Fig. 8. Syn-collision magmatism of the Arabia-Eurasia collision.
From Kaislaniemi L, van Hunen J, Allen MB and Neill I (2014) Sublithospheric small-scale convection-A mechanism for collision zone magmatism. Geology 42: 291–294.Regionally-widespread Eocene volcanics have been interpreted as the result of back-arc extension, immediately before the initial Arabia-Eurasia collision (Vincent et al., 2005), accompanied by core complex formation (Verdel et al., 2007). These rocks are followed by continental clastics, known in Iran as the Lower Red Formation, which pass into the Oligo-Miocene Qom Formation. The Qom Formation consists mainly of shallow marine carbonates, which are at first sight an oddity for models of the collision which suggest an Oligocene or even Late Eocene age for initial collision. Why should such rocks be deposited within a collision zone, on crust that was presumably of near-normal thickness, given that it was submerged? Bottrill et al. (2012) provided an explanation, in a scenario where the elevation of the overriding plate was bought down by the underthrust plate during the early stages of collision.
In the Late Miocene, the Qom Formation was succeeded by non-marine clastics of the Upper Red Formation, which indicates convergence and uplift across the Iranian Plateau (Mouthereau et al., 2012). Succeeding formations are coarser and reflect continued uplift (Ballato et al., 2017).
In terms of active tectonics, it is possible to use the distribution of thrust seismicity to define margins for the Iranian Plateau, as noted above for the Zagros: thrust earthquakes of M > 5 are rare above the regional 1250 m elevation contour (Nissen et al., 2011) (Fig. 7). Most of the area to the north of this contour has a relatively sparse seismicity record, at least by Iranian standards, and large thrust earthquakes appear again within the Alborz and Kopeh Dagh ranges at the north side of the plateau (next section). This sparse seismicity record matches the GPS-derived velocity field for the Iranian Plateau, which shows internal deformation taking place at rates of 2 mm/year or less (Vernant et al., 2004)—i.e., somewhat close to the error limits of the measurements. Most of the active faults present within the plateau are strike-slip structures, but even these have a low historical and instrumental seismicity record, matching the low rates of strain recorded in the GPS data.
Note that this working definition of the active plateau margins, using the cut-offs of thrust seismicity, does not match the bedrock geology limit of the Zagros. Higher elevation regions of the Zagros are behaving like elevated counterparts north of the suture, in that they clearly have shortened and thickened crust from Cenozoic collision tectonics, but seismogenic thrusting is not going on now. Nissen et al. (2011) and Allen et al. (2013) expressed this pattern in terms of southwards growth or expansion of the Iranian Plateau, suggesting that as regions of the Zagros crossed a crustal thickness threshold equivalent to the 1250 elevation contour they ceased to be part of the seismogenic fold-and-thrust belt and instead acted as part of the plateau region (Fig. 7). A dynamic explanation is that thickened and elevated crust possesses greater gravitational potential energy than adjacent, unthickened and low elevation regions, and resists further shortening and thickening. In this way deformation not only migrates southwards over time, into previously undeformed parts of the foreland, but also shuts off in the hinterland of the fold-and-thrust belt.
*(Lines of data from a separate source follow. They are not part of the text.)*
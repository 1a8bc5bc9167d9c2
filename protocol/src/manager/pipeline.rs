//! The privacy-marking pipeline.
//!
//! The recipient set decides the path, and nothing else does:
//!
//! ```text
//! private_for empty      sign(tx, chain_id) ─────────────────────────► eth_sendRawTransaction
//!
//! private_for non-empty  data ─hex→b64─► store_raw_request ─► key ─b64→hex─► derived tx
//!                        derived tx ─► sign(no chain id) ─► mark_private ─► send_raw_request
//! ```
//!
//! Steps run strictly in order and nothing is retried. A payload stored in
//! the enclave is not cleaned up if a later step fails.

use base64::{engine::general_purpose::STANDARD, Engine as _};
use std::sync::Arc;

use super::config::PrivacySettings;
use super::error::ManagerError;
use crate::crypto::hash::keccak256_hex;
use crate::crypto::Credentials;
use crate::enclave::{Enclave, EnclaveError};
use crate::network::NodeRpc;
use crate::transaction::types::to_hex_prefixed;
use crate::transaction::{mark_private, sign_transaction, RawTransaction, SubmissionResult};

/// Signs, marks and submits transactions for one sender.
pub struct PrivacyPipeline {
    credentials: Credentials,
    enclave_key: String,
    chain_id: Option<u64>,
    enclave: Arc<dyn Enclave>,
    node: NodeRpc,
}

impl PrivacyPipeline {
    pub fn new(
        credentials: Credentials,
        enclave_key: String,
        chain_id: Option<u64>,
        enclave: Arc<dyn Enclave>,
        node: NodeRpc,
    ) -> Self {
        Self {
            credentials,
            enclave_key,
            chain_id,
            enclave,
            node,
        }
    }

    pub fn credentials(&self) -> &Credentials {
        &self.credentials
    }

    pub fn enclave_key(&self) -> &str {
        &self.enclave_key
    }

    pub fn node(&self) -> &NodeRpc {
        &self.node
    }

    /// Stores `tx`'s payload in the enclave and returns a derived transaction
    /// carrying the storage key as its `data`.
    pub async fn substitute_payload(
        &self,
        tx: &RawTransaction,
        private_for: &[String],
    ) -> Result<RawTransaction, ManagerError> {
        let payload = STANDARD.encode(tx.data_bytes());
        let stored = self
            .enclave
            .store_raw_request(&payload, &self.enclave_key, private_for)
            .await?;

        let key = STANDARD
            .decode(stored.key.trim())
            .map_err(|e| EnclaveError::MalformedResponse(format!("storage key is not base64: {}", e)))?;

        tracing::debug!(recipients = private_for.len(), key_len = key.len(), "payload stored in enclave");
        Ok(tx.with_data(&key))
    }

    /// Legacy-signs `tx` and applies the private marker.
    pub fn sign_private(&self, tx: &RawTransaction) -> Vec<u8> {
        mark_private(&sign_transaction(tx, &self.credentials, None))
    }

    /// Signs `tx` for the public path, with replay protection if configured.
    pub fn sign_public(&self, tx: &RawTransaction) -> Vec<u8> {
        sign_transaction(tx, &self.credentials, self.chain_id)
    }

    /// Signs `tx` without submitting. Marks it when `settings` selects the
    /// private path.
    ///
    /// No enclave call happens here: `tx` is signed as given, so on the
    /// private path its `data` should already be an enclave key (see
    /// [`Self::substitute_payload`]).
    pub fn sign(&self, tx: &RawTransaction, settings: &PrivacySettings) -> String {
        let signed = if settings.is_private() {
            self.sign_private(tx)
        } else {
            self.sign_public(tx)
        };
        to_hex_prefixed(&signed)
    }

    /// Runs the full pipeline for `tx`.
    pub async fn sign_and_send(
        &self,
        tx: &RawTransaction,
        settings: &PrivacySettings,
    ) -> Result<SubmissionResult, ManagerError> {
        if !settings.is_private() {
            let signed = to_hex_prefixed(&self.sign_public(tx));
            let result = self.node.send_raw_transaction(&signed).await?;
            tracing::info!(tx = %result.transaction_hash, "public transaction submitted");
            return Ok(result);
        }

        let derived = self.substitute_payload(tx, &settings.private_for).await?;
        let marked = self.sign_private(&derived);
        tracing::debug!(hash = %keccak256_hex(&marked), "private transaction signed and marked");
        let signed = to_hex_prefixed(&marked);
        let result = self
            .enclave
            .send_raw_request(
                &signed,
                &settings.private_for,
                settings.privacy_flag,
                settings.mandatory_for.as_deref(),
            )
            .await?;

        tracing::info!(
            tx = %result.transaction_hash,
            recipients = settings.private_for.len(),
            flag = ?settings.privacy_flag,
            "private transaction submitted"
        );
        Ok(result)
    }
}

impl std::fmt::Debug for PrivacyPipeline {
    fn fmt(&self, f: &mut std::fmt::Formatter<'_>) -> std::fmt::Result {
        f.debug_struct("PrivacyPipeline")
            .field("sender", &self.credentials.address())
            .field("chain_id", &self.chain_id)
            .finish_non_exhaustive()
    }
}
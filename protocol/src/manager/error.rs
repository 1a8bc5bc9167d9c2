use thiserror::Error;

use crate::enclave::EnclaveError;
use crate::network::{ReceiptError, RpcClientError};
use crate::transaction::TransactionError;

/// Errors surfaced by the transaction managers.
///
/// Nothing is retried or reinterpreted on the way up. A recovery-field
/// rewrite that doesn't apply is not an error and never shows up here.
#[derive(Debug, Error)]
pub enum ManagerError {
    /// The node doesn't speak the privacy extension.
    #[error("node does not support private transactions (client version: {client_version})")]
    UnsupportedTransport { client_version: String },

    #[error("enclave error: {0}")]
    Enclave(#[from] EnclaveError),

    #[error("rpc error: {0}")]
    Rpc(#[from] RpcClientError),

    #[error("receipt error: {0}")]
    Receipt(#[from] ReceiptError),

    #[error("transaction error: {0}")]
    Transaction(#[from] TransactionError),
}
Many parts of the High Zagros are marked by internal drainage, or systems close to reaching this point, where sediment derived from further north becomes trapped in synclinal valleys between the main anticlines (Ramsey et al., 2008). A geomorphic consequence is that relief becomes more subdued with time, as the valleys become filled in and the anticlinal crests of folds are not only subject to erosion but burial.
North of the Zagros suture, major structures within the Iranian Plateau include a series of right-lateral strike-slip faults that trend WNW-ESE or NW-SE. These include (from west to east) the Kashan, Deshir, Anar, Rafsanjan and Kuh Banan faults (Nazari et al., 2009; Fattahi et al., 2011). To the east, fault strike is more north-south, and these particular faults are dealt with in a later section. To the west, individual faults become shorter and less distinct. Although there is little evidence for rapid active slip or major earthquakes on these faults, they appear to have been active in the late Cenozoic, on the basis of offsets of Tertiary strata and volcanics (Allen et al., 2011). Some of the strike-slip faults interact with Cenozoic folds within the Plateau interior, including hydrocarbon-bearing structures in the Qom region in the center of the plateau.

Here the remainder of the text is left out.